– И это говорит тот, кто сам больше всех похож на преступника… – пробормотала себе под нос Хана.
В воздухе повисло напряжение. Мы знали, что она с самого начала подозревала семью Ядзаки, но совершенно не ожидали, что это будет сказано вслух, да еще в такой момент.
– Только не забывайте: если мы сейчас поддадимся эмоциям, то можем сами стать соучастниками жестокого убийства! – призвал всех к порядку Сётаро, прежде чем кто-либо успел развить тему. Слова Ханы он как будто пропустил мимо ушей.
Того, кто останется в подземелье, ждала куда более страшная гибель, чем смерть Юи или даже Саяки. Но раз уж это неизбежно, то кого еще оставить, как не преступника, убийцу? Тяжелое решение – но лучшее в таких обстоятельствах. Верно и обратное: если мы не закончим расследование и не покинем «Ковчег» – это будет все равно что жестоко расправиться друг с другом. Вот о чем напомнил нам Сётаро.
– Я понимаю, о чем говорит Ядзаки-сан. Пока что я преступника назвать не могу. Знаю одно: вопреки видимости, убийца ни в коем случае не сумасшедший и действовал хладнокровно. В этом смысле я в нем уверен. Может, когда настанет время решать, мы сумеем спокойно обсудить ситуацию и прийти к соглашению. А вы, Ядзаки-сан, если у вас есть идеи, как выбраться отсюда без жертв, то поделитесь, пожалуйста. Я с удовольствием послушаю. Это сейчас единственное, что стоит еще бо́льших усилий, чем поиск убийцы.
Разумеется, никаких подобных идей ни у кого не имелось. Мы уже множество раз перебрали в голове все варианты.
На этом осмотр места преступления завершился. Как и в прошлый раз, каждый вновь был волен заниматься, чем хочет. Все разошлись, стараясь поскорее покинуть зловещее место, где нашли обезглавленное тело.
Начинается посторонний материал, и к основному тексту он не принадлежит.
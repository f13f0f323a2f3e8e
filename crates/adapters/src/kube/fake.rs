// SPDX-License-Identifier: BUSL-1.1
// Copyright (c) 2026 Alfred Jean LLC

//! In-memory cluster and tunnel dialer for tests

use std::collections::{BTreeMap, HashMap, VecDeque};
use std::sync::Arc;
use std::time::Duration;

use async_trait::async_trait;
use k8s_openapi::api::core::v1::{Pod, PodStatus, PodTemplateSpec};
use k8s_openapi::apimachinery::pkg::apis::meta::v1::{ObjectMeta, Time};
use parking_lot::Mutex;
use tokio::io::AsyncReadExt;
use tokio::time::Instant;

use super::forward::{ForwardTarget, Tunnel, TunnelDialer};
use super::{Cluster, ContainerRef, ExecOptions, ExecOutput, KubeError, WorkloadRef};

/// Build a pod with labels, a creation time (seconds since epoch), and a phase.
pub fn fake_pod(name: &str, labels: &[(&str, &str)], created_secs: i64, phase: &str) -> Pod {
    Pod {
        metadata: ObjectMeta {
            name: Some(name.to_string()),
            labels: Some(labels.iter().map(|(k, v)| (k.to_string(), v.to_string())).collect()),
            creation_timestamp: Some(Time(
                chrono::DateTime::from_timestamp(created_secs, 0).unwrap_or_default(),
            )),
            ..Default::default()
        },
        status: Some(PodStatus { phase: Some(phase.to_string()), ..Default::default() }),
        ..Default::default()
    }
}

/// Recorded cluster call
#[derive(Debug, Clone, PartialEq)]
pub enum ClusterCall {
    PodTemplate(WorkloadRef),
    ReplacePodTemplate(WorkloadRef),
    ListPods { namespace: String, selector: String },
    Exec { target: ContainerRef, command: Vec<String>, stdin: Option<Vec<u8>> },
}

struct ExecRule {
    needle: String,
    effect: ExecEffect,
}

enum ExecEffect {
    Fail { code: i32, stderr: String },
    Hold,
    Stdout(String),
}

struct ClusterState {
    templates: HashMap<WorkloadRef, PodTemplateSpec>,
    pods: Vec<(Option<WorkloadRef>, Pod)>,
    list_failures: VecDeque<String>,
    exec_rules: Vec<ExecRule>,
    rollout_phase: String,
    clock: i64,
    calls: Vec<ClusterCall>,
}

impl ClusterState {
    fn rollout(&mut self, workload: &WorkloadRef, template: &PodTemplateSpec) {
        self.pods.retain(|(owner, _)| owner.as_ref() != Some(workload));
        self.clock += 1;
        let labels: Vec<(String, String)> = template
            .metadata
            .as_ref()
            .and_then(|m| m.labels.clone())
            .unwrap_or_default()
            .into_iter()
            .collect();
        let labels: Vec<(&str, &str)> = labels.iter().map(|(k, v)| (k.as_str(), v.as_str())).collect();
        let mut pod = fake_pod(
            &format!("{}-{}", workload.name, self.clock),
            &labels,
            self.clock,
            &self.rollout_phase,
        );
        pod.metadata.namespace = Some(workload.namespace.clone());
        self.pods.push((Some(workload.clone()), pod));
    }
}

/// Fake [`Cluster`] that keeps workloads and pods in memory.
///
/// Replacing a pod template "rolls out" a fresh pod labelled like the new
/// template, so selector-based lookups see the new pod.
#[derive(Clone)]
pub struct FakeCluster {
    inner: Arc<Mutex<ClusterState>>,
}

impl Default for FakeCluster {
    fn default() -> Self {
        Self {
            inner: Arc::new(Mutex::new(ClusterState {
                templates: HashMap::new(),
                pods: Vec::new(),
                list_failures: VecDeque::new(),
                exec_rules: Vec::new(),
                rollout_phase: "Running".to_string(),
                clock: 0,
                calls: Vec::new(),
            })),
        }
    }
}

impl FakeCluster {
    pub fn new() -> Self {
        Self::default()
    }

    /// Register a workload and roll out its first pod.
    pub fn add_workload(&self, workload: WorkloadRef, template: PodTemplateSpec) {
        let mut inner = self.inner.lock();
        inner.rollout(&workload, &template);
        inner.templates.insert(workload, template);
    }

    /// Change a template out-of-band, without rolling out a pod.
    pub fn set_template(&self, workload: &WorkloadRef, template: PodTemplateSpec) {
        self.inner.lock().templates.insert(workload.clone(), template);
    }

    pub fn template(&self, workload: &WorkloadRef) -> Option<PodTemplateSpec> {
        self.inner.lock().templates.get(workload).cloned()
    }

    pub fn add_pod(&self, pod: Pod) {
        self.inner.lock().pods.push((None, pod));
    }

    pub fn pods(&self) -> Vec<Pod> {
        self.inner.lock().pods.iter().map(|(_, p)| p.clone()).collect()
    }

    /// Phase given to pods created by later rollouts.
    pub fn set_rollout_phase(&self, phase: &str) {
        self.inner.lock().rollout_phase = phase.to_string();
    }

    /// Make the next `times` pod list calls fail with `message`.
    pub fn fail_next_lists(&self, times: usize, message: &str) {
        let mut inner = self.inner.lock();
        inner.list_failures.extend(std::iter::repeat(message.to_string()).take(times));
    }

    /// Execs whose joined argv contains `needle` exit with `code`.
    pub fn fail_exec_matching(&self, needle: &str, code: i32, stderr: &str) {
        self.push_rule(needle, ExecEffect::Fail { code, stderr: stderr.to_string() });
    }

    /// Execs whose joined argv contains `needle` never return.
    pub fn hold_exec_matching(&self, needle: &str) {
        self.push_rule(needle, ExecEffect::Hold);
    }

    /// Execs whose joined argv contains `needle` print `stdout`.
    pub fn stdout_for_exec_matching(&self, needle: &str, stdout: &str) {
        self.push_rule(needle, ExecEffect::Stdout(stdout.to_string()));
    }

    fn push_rule(&self, needle: &str, effect: ExecEffect) {
        self.inner.lock().exec_rules.push(ExecRule { needle: needle.to_string(), effect });
    }

    pub fn calls(&self) -> Vec<ClusterCall> {
        self.inner.lock().calls.clone()
    }

    pub fn replace_count(&self) -> usize {
        self.calls().iter().filter(|c| matches!(c, ClusterCall::ReplacePodTemplate(_))).count()
    }

    /// Argv of every exec, in order.
    pub fn exec_commands(&self) -> Vec<Vec<String>> {
        self.calls()
            .into_iter()
            .filter_map(|c| match c {
                ClusterCall::Exec { command, .. } => Some(command),
                _ => None,
            })
            .collect()
    }

    /// Stdin bytes of every exec that had one, in order.
    pub fn exec_inputs(&self) -> Vec<(Vec<String>, Vec<u8>)> {
        self.calls()
            .into_iter()
            .filter_map(|c| match c {
                ClusterCall::Exec { command, stdin: Some(stdin), .. } => Some((command, stdin)),
                _ => None,
            })
            .collect()
    }
}

fn matches_selector(pod: &Pod, selector: &str) -> bool {
    let empty = BTreeMap::new();
    let labels = pod.metadata.labels.as_ref().unwrap_or(&empty);
    selector.split(',').filter(|s| !s.is_empty()).all(|pair| match pair.split_once('=') {
        Some((k, v)) => labels.get(k).is_some_and(|actual| actual == v),
        None => labels.contains_key(pair),
    })
}

#[async_trait]
impl Cluster for FakeCluster {
    async fn pod_template(&self, workload: &WorkloadRef) -> Result<PodTemplateSpec, KubeError> {
        let mut inner = self.inner.lock();
        inner.calls.push(ClusterCall::PodTemplate(workload.clone()));
        inner
            .templates
            .get(workload)
            .cloned()
            .ok_or_else(|| KubeError::Request(format!("{workload} not found")))
    }

    async fn replace_pod_template(
        &self,
        workload: &WorkloadRef,
        template: PodTemplateSpec,
    ) -> Result<(), KubeError> {
        let mut inner = self.inner.lock();
        inner.calls.push(ClusterCall::ReplacePodTemplate(workload.clone()));
        if !inner.templates.contains_key(workload) {
            return Err(KubeError::Request(format!("{workload} not found")));
        }
        inner.rollout(workload, &template);
        inner.templates.insert(workload.clone(), template);
        Ok(())
    }

    async fn list_pods(&self, namespace: &str, selector: &str) -> Result<Vec<Pod>, KubeError> {
        let mut inner = self.inner.lock();
        inner.calls.push(ClusterCall::ListPods {
            namespace: namespace.to_string(),
            selector: selector.to_string(),
        });
        if let Some(message) = inner.list_failures.pop_front() {
            return Err(KubeError::Request(message));
        }
        Ok(inner
            .pods
            .iter()
            .map(|(_, p)| p)
            .filter(|p| p.metadata.namespace.as_deref().map_or(true, |ns| ns == namespace))
            .filter(|p| matches_selector(p, selector))
            .cloned()
            .collect())
    }

    async fn exec(
        &self,
        target: &ContainerRef,
        command: Vec<String>,
        options: ExecOptions,
    ) -> Result<ExecOutput, KubeError> {
        let stdin = match options.stdin {
            Some(mut reader) => {
                let mut bytes = Vec::new();
                reader.read_to_end(&mut bytes).await?;
                Some(bytes)
            }
            None => None,
        };

        let joined = command.join(" ");
        let effect = {
            let mut inner = self.inner.lock();
            inner.calls.push(ClusterCall::Exec { target: target.clone(), command, stdin });
            inner.exec_rules.iter().find(|r| joined.contains(&r.needle)).map(|r| match &r.effect {
                ExecEffect::Fail { code, stderr } => ExecEffect::Fail { code: *code, stderr: stderr.clone() },
                ExecEffect::Hold => ExecEffect::Hold,
                ExecEffect::Stdout(s) => ExecEffect::Stdout(s.clone()),
            })
        };

        match effect {
            Some(ExecEffect::Hold) => std::future::pending().await,
            Some(ExecEffect::Fail { code, stderr }) => {
                Err(KubeError::ExitStatus { command: joined, code, stderr })
            }
            Some(ExecEffect::Stdout(stdout)) => {
                if let Some(live) = &options.live {
                    for line in stdout.lines() {
                        let _ = live.send(line.to_string());
                    }
                }
                Ok(ExecOutput { stdout, stderr: String::new() })
            }
            None => Ok(ExecOutput::default()),
        }
    }
}

/// Scripted result of one [`FakeTunnelDialer::dial`].
#[derive(Debug, Clone, PartialEq, Eq)]
pub enum DialOutcome {
    /// The dial itself fails.
    Fail(String),
    /// The tunnel is established, then breaks after the given time.
    BreakAfter(Duration, String),
    /// The tunnel forwards until dropped.
    Hold,
}

#[derive(Default)]
struct DialerState {
    script: VecDeque<DialOutcome>,
    dials: Vec<(ForwardTarget, Instant)>,
    active: usize,
    max_active: usize,
}

/// Fake [`TunnelDialer`]: follows a script of outcomes (then holds), records
/// dial times, and tracks how many tunnels are alive at once.
#[derive(Clone, Default)]
pub struct FakeTunnelDialer {
    inner: Arc<Mutex<DialerState>>,
}

impl FakeTunnelDialer {
    pub fn new() -> Self {
        Self::default()
    }

    pub fn push(&self, outcome: DialOutcome) {
        self.inner.lock().script.push_back(outcome);
    }

    pub fn dials(&self) -> Vec<(ForwardTarget, Instant)> {
        self.inner.lock().dials.clone()
    }

    pub fn dial_count(&self) -> usize {
        self.inner.lock().dials.len()
    }

    /// Tunnels currently alive.
    pub fn active(&self) -> usize {
        self.inner.lock().active
    }

    /// Most tunnels ever alive at the same time.
    pub fn max_active(&self) -> usize {
        self.inner.lock().max_active
    }
}

#[async_trait]
impl TunnelDialer for FakeTunnelDialer {
    type Tunnel = FakeTunnel;

    async fn dial(&self, target: &ForwardTarget) -> Result<FakeTunnel, KubeError> {
        let mut inner = self.inner.lock();
        inner.dials.push((target.clone(), Instant::now()));
        let outcome = inner.script.pop_front().unwrap_or(DialOutcome::Hold);
        if let DialOutcome::Fail(message) = outcome {
            return Err(KubeError::Forward(message));
        }
        inner.active += 1;
        inner.max_active = inner.max_active.max(inner.active);
        Ok(FakeTunnel { outcome, dialer: Arc::clone(&self.inner) })
    }
}

pub struct FakeTunnel {
    outcome: DialOutcome,
    dialer: Arc<Mutex<DialerState>>,
}

impl Drop for FakeTunnel {
    fn drop(&mut self) {
        let mut inner = self.dialer.lock();
        inner.active = inner.active.saturating_sub(1);
    }
}

#[async_trait]
impl Tunnel for FakeTunnel {
    async fn serve(self) -> Result<(), KubeError> {
        match &self.outcome {
            DialOutcome::BreakAfter(after, message) => {
                tokio::time::sleep(*after).await;
                Err(KubeError::Forward(message.clone()))
            }
            _ => std::future::pending().await,
        }
    }
}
Время перевалило за полдень.
Предполагалось, что все занимаются, чем хотят, только у нас с Сётаро была одна неотложная задача. Очень тягостная – но доверить ее было некому, так что все свалилось на наши плечи. Нам предстояло убрать тело Саяки.
Юю мы оставили лежать там, где нашли, но теперь так поступать не следовало: второй подземный этаж вот-вот затопит. Что будет, если бросить там обезглавленное тело Саяки? Я представил себе, как вода, заливающая бункер, окрашивается в темно-красный цвет… Преувеличение, конечно, но теперь я не мог отделаться от этого образа.
Чтобы было полегче, я сделал из банданы маску, закрывающую рот и нос. Для начала пришлось убраться в коридоре – там, где стошнило Хану: пока в ноздри проникал этот запах, задача прикоснуться к мертвому телу казалась и вовсе непосильной.
Сётаро достал смартфон:
– На всякий случай надо все зафиксировать.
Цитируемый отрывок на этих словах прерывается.